▸ Provided information

[Start of Attachment]

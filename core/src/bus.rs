//! Message bus abstraction shared by the RPC and event-dispatch layers.
//!
//! The bus is assumed to be a reliable, partition-ordered publish/subscribe
//! topic service reachable over the network (Kafka-compatible in production,
//! an in-memory broadcast in tests). Payloads are opaque bytes: the same bus
//! carries RPC envelopes and serialized domain events, so encoding decisions
//! stay with the layers that own the types.
//!
//! # Ordering
//!
//! Messages published with the same `key` land on the same partition and are
//! delivered in publish order. The RPC layer keys requests by partition key
//! (typically a device id) and replies by correlation id to get per-call and
//! per-device ordering out of this single guarantee.
//!
//! # Example
//!
//! ```rust,ignore
//! use devicemesh_core::bus::MessageBus;
//! use futures::StreamExt;
//!
//! async fn example(bus: &dyn MessageBus) {
//!     bus.publish("device-requests", Some("device-42"), vec![1, 2, 3]).await?;
//!
//!     let mut stream = bus.subscribe(&["device-replies"]).await?;
//!     while let Some(result) = stream.next().await {
//!         match result {
//!             Ok(message) => println!("{} bytes on {}", message.payload.len(), message.topic),
//!             Err(e) => eprintln!("bus error: {e}"),
//!         }
//!     }
//! }
//! ```

use futures::Stream;
use std::future::Future;
use std::pin::Pin;
use thiserror::Error;

/// Errors that can occur during bus operations.
#[derive(Error, Debug, Clone)]
pub enum BusError {
    /// Failed to connect to the bus.
    #[error("Connection failed: {0}")]
    ConnectionFailed(String),

    /// Failed to publish a message to a topic.
    #[error("Publish failed for topic '{topic}': {reason}")]
    PublishFailed {
        /// The topic that failed
        topic: String,
        /// The reason for failure
        reason: String,
    },

    /// Failed to subscribe to topics.
    #[error("Subscription failed for topics {topics:?}: {reason}")]
    SubscriptionFailed {
        /// The topics that failed to subscribe
        topics: Vec<String>,
        /// The reason for failure
        reason: String,
    },

    /// Network or transport error while consuming.
    #[error("Transport error: {0}")]
    Transport(String),
}

/// A single message received from the bus.
#[derive(Clone, Debug, PartialEq, Eq)]
pub struct BusMessage {
    /// Topic the message was consumed from.
    pub topic: String,

    /// Partition key the message was published with, if any.
    pub key: Option<String>,

    /// Opaque payload bytes.
    pub payload: Vec<u8>,
}

/// Stream of messages from a subscription.
///
/// Each item is a `Result` so transport errors surface in-band without
/// terminating the stream; consumers log and keep polling.
pub type MessageStream = Pin<Box<dyn Stream<Item = Result<BusMessage, BusError>> + Send>>;

/// Trait for message bus implementations.
///
/// Implementations must be `Send + Sync`; the bus is shared behind an
/// `Arc<dyn MessageBus>` between the RPC client, the RPC server and the event
/// dispatch plumbing. The trait uses explicit `Pin<Box<dyn Future>>` returns
/// instead of `async fn` so it stays dyn-compatible.
///
/// # Delivery semantics
///
/// At-least-once: a message may be delivered more than once after a consumer
/// restart. Per-partition ordering is guaranteed for messages sharing a key;
/// nothing is guaranteed across keys or topics.
pub trait MessageBus: Send + Sync {
    /// Publish a payload to a topic.
    ///
    /// Messages with the same `key` are delivered to subscribers in publish
    /// order. A `None` key lets the bus pick any partition.
    ///
    /// # Errors
    ///
    /// Returns [`BusError::PublishFailed`] if the message cannot be handed to
    /// the bus within the implementation's send timeout.
    fn publish(
        &self,
        topic: &str,
        key: Option<&str>,
        payload: Vec<u8>,
    ) -> Pin<Box<dyn Future<Output = Result<(), BusError>> + Send + '_>>;

    /// Subscribe to one or more topics and receive a merged message stream.
    ///
    /// # Errors
    ///
    /// Returns [`BusError::SubscriptionFailed`] if the consumer cannot be
    /// created or attached to the topics.
    fn subscribe(
        &self,
        topics: &[&str],
    ) -> Pin<Box<dyn Future<Output = Result<MessageStream, BusError>> + Send + '_>>;
}

#[cfg(test)]
mod tests {
    use super::*;

    #[test]
    fn bus_message_equality_ignores_nothing() {
        let a = BusMessage {
            topic: "t".to_string(),
            key: Some("k".to_string()),
            payload: vec![1, 2],
        };
        let b = a.clone();
        assert_eq!(a, b);
    }

    #[test]
    fn bus_error_display_names_topic() {
        let err = BusError::PublishFailed {
            topic: "device-requests".to_string(),
            reason: "broker down".to_string(),
        };
        assert!(err.to_string().contains("device-requests"));
    }
}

[End of Attachment]

▸ Task instructions
Return every line from the entries above that includes the word "delivered".

▸ Answer section
//! delivered in publish order. The RPC layer keys requests by partition key
/// At-least-once: a message may be delivered more than once after a consumer
    /// Messages with the same `key` are delivered to subscribers in publish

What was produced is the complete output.